Records contained in a dataset:
[Start of section]
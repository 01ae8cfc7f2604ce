//! Speech bubble renderer
//!
//! Draws the wrapped message inside a bordered bubble:
//!
//! ```text
//!  ______________
//! / hello world  \
//! | this is a    |
//! \ bubble       /
//!  --------------
//! ```

use std::io::Write;

use tracing::trace;

use super::box_drawing::{BorderChars, LinePosition};
use super::message::{display_width, Message};
use super::SayError;

/// Renders a [`Message`] as a speech bubble
#[derive(Debug, Clone, Copy)]
pub struct BubbleRenderer {
    top: BorderChars,
    bottom: BorderChars,
}

impl BubbleRenderer {
    pub fn new() -> Self {
        Self {
            top: BorderChars::top(),
            bottom: BorderChars::bottom(),
        }
    }

    /// Render the bubble as a list of lines without terminators
    ///
    /// Every line has the same display width, `message.max_width() + 4`.
    pub fn render_lines(&self, message: &Message) -> Vec<String> {
        let width = message.max_width();
        let total = message.line_count();
        trace!(lines = total, width, "Rendering bubble");

        let mut out = Vec::with_capacity(total + 2);
        out.push(self.top.draw(width));

        for (i, line) in message.lines().iter().enumerate() {
            let edges = LinePosition::of(i, total).glyphs();
            let padding = width.saturating_sub(display_width(line));
            out.push(format!(
                "{} {}{} {}",
                edges.left,
                line,
                " ".repeat(padding),
                edges.right
            ));
        }

        out.push(self.bottom.draw(width));
        out
    }

    /// Render the bubble as a single string, one `\n` after every line
    pub fn render(&self, message: &Message) -> String {
        let mut out = String::new();
        for line in self.render_lines(message) {
            out.push_str(&line);
            out.push('\n');
        }
        out
    }

    /// Write the rendered bubble to `writer`
    pub fn write_to<W: Write>(&self, message: &Message, mut writer: W) -> Result<(), SayError> {
        writer.write_all(self.render(message).as_bytes())?;
        writer.flush()?;
        Ok(())
    }
}

impl Default for BubbleRenderer {
    fn default() -> Self {
        Self::new()
    }
}
//! Course Catalog - an in-memory course catalog with prerequisite lookup
//!
//! Courses are loaded from a comma-separated file into an unbalanced binary
//! search tree keyed by course number, which provides ordered listing and
//! exact lookup. Prerequisites are resolved back through the same tree.

pub mod domain;
pub mod storage;
pub mod cli;

pub use domain::{Catalog, Course, CourseTree};
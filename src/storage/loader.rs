//! Delimited-text catalog loader
//!
//! One course per line: `number,title[,prerequisite]*`. Fields are trimmed,
//! blank lines are skipped, and the token `None` (or an empty token) in the
//! prerequisite position means "no prerequisite".

use std::fs::File;
use std::io::{self, BufRead, BufReader};
use std::path::{Path, PathBuf};

use fs2::FileExt;
use serde::{Deserialize, Serialize};
use thiserror::Error;

use crate::domain::{Catalog, Course, CourseTree, TreeError};

/// Token used in catalog files for "no prerequisite"
pub const NO_PREREQUISITE: &str = "None";

#[derive(Debug, Error)]
pub enum LoadError {
    #[error("Unable to open file {}", path.display())]
    Open {
        path: PathBuf,
        #[source]
        source: io::Error,
    },

    #[error("Failed to lock catalog file {}", path.display())]
    Lock {
        path: PathBuf,
        #[source]
        source: io::Error,
    },

    #[error("Failed to read line {line}")]
    Read {
        line: usize,
        #[source]
        source: io::Error,
    },

    #[error("Line {line}: missing {field}")]
    MissingField { line: usize, field: &'static str },

    #[error("Line {line}: {source}")]
    Duplicate {
        line: usize,
        #[source]
        source: TreeError,
    },
}

/// What to do when a course number appears twice
#[derive(Debug, Clone, Copy, PartialEq, Eq, Default, Serialize, Deserialize)]
#[serde(rename_all = "snake_case")]
pub enum DuplicatePolicy {
    /// Store every copy; lookups return the first one loaded
    #[default]
    Allow,
    /// Fail the load at the first repeated course number
    Reject,
}

impl DuplicatePolicy {
    pub fn as_str(&self) -> &str {
        match self {
            DuplicatePolicy::Allow => "allow",
            DuplicatePolicy::Reject => "reject",
        }
    }
}

/// Parses catalog text into a [`Catalog`]
#[derive(Debug, Clone, Copy, Default)]
pub struct CatalogLoader {
    policy: DuplicatePolicy,
}

impl CatalogLoader {
    pub fn new(policy: DuplicatePolicy) -> Self {
        Self { policy }
    }

    /// Parses one line. Returns `Ok(None)` for blank lines.
    ///
    /// `line_num` is 1-based and only used for error reporting.
    pub fn parse_line(line: &str, line_num: usize) -> Result<Option<Course>, LoadError> {
        if line.trim().is_empty() {
            return Ok(None);
        }

        let mut fields = line.split(',').map(str::trim);

        let id = fields.next().unwrap_or_default();
        if id.is_empty() {
            return Err(LoadError::MissingField {
                line: line_num,
                field: "course number",
            });
        }

        let title = fields
            .next()
            .filter(|title| !title.is_empty())
            .ok_or(LoadError::MissingField {
                line: line_num,
                field: "title",
            })?;

        let prerequisites = fields
            .filter(|token| !token.is_empty() && *token != NO_PREREQUISITE)
            .map(str::to_string)
            .collect();

        Ok(Some(Course {
            id: id.to_string(),
            title: title.to_string(),
            prerequisites,
        }))
    }

    /// Reads every line from `reader` into a new catalog
    pub fn read_from<R: BufRead>(&self, reader: R) -> Result<Catalog, LoadError> {
        let mut courses = CourseTree::new();
        let mut records_read = 0;

        for (idx, line) in reader.lines().enumerate() {
            let line_num = idx + 1;
            let line = line.map_err(|source| LoadError::Read {
                line: line_num,
                source,
            })?;

            let Some(course) = Self::parse_line(&line, line_num)? else {
                continue;
            };

            match self.policy {
                DuplicatePolicy::Allow => courses.insert(course),
                DuplicatePolicy::Reject => {
                    courses
                        .insert_unique(course)
                        .map_err(|source| LoadError::Duplicate {
                            line: line_num,
                            source,
                        })?
                }
            }
            records_read += 1;
        }

        Ok(Catalog::new(courses, records_read))
    }

    /// Parses an in-memory catalog document
    pub fn parse_str(&self, content: &str) -> Result<Catalog, LoadError> {
        self.read_from(content.as_bytes())
    }

    /// Loads a catalog file
    pub fn load(&self, path: &Path) -> Result<Catalog, LoadError> {
        let file = File::open(path).map_err(|source| LoadError::Open {
            path: path.to_path_buf(),
            source,
        })?;

        // Shared lock for reading; released when the file is dropped
        file.lock_shared().map_err(|source| LoadError::Lock {
            path: path.to_path_buf(),
            source,
        })?;

        self.read_from(BufReader::new(&file))
    }
}
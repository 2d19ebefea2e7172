//! Domain models for the course catalog
//!
//! Contains the course record, the ordered container and prerequisite
//! resolution, without any I/O concerns.

mod catalog;
mod course;
mod tree;

pub use catalog::{Catalog, Prerequisite};
pub use course::Course;
pub use tree::{CourseTree, Iter, TreeError};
[End of section]
TASK OBJECTIVE:
The answer should be only the number of lines in the data that contain the string "LoadError".

RESPONSE TO THIS TASK:
11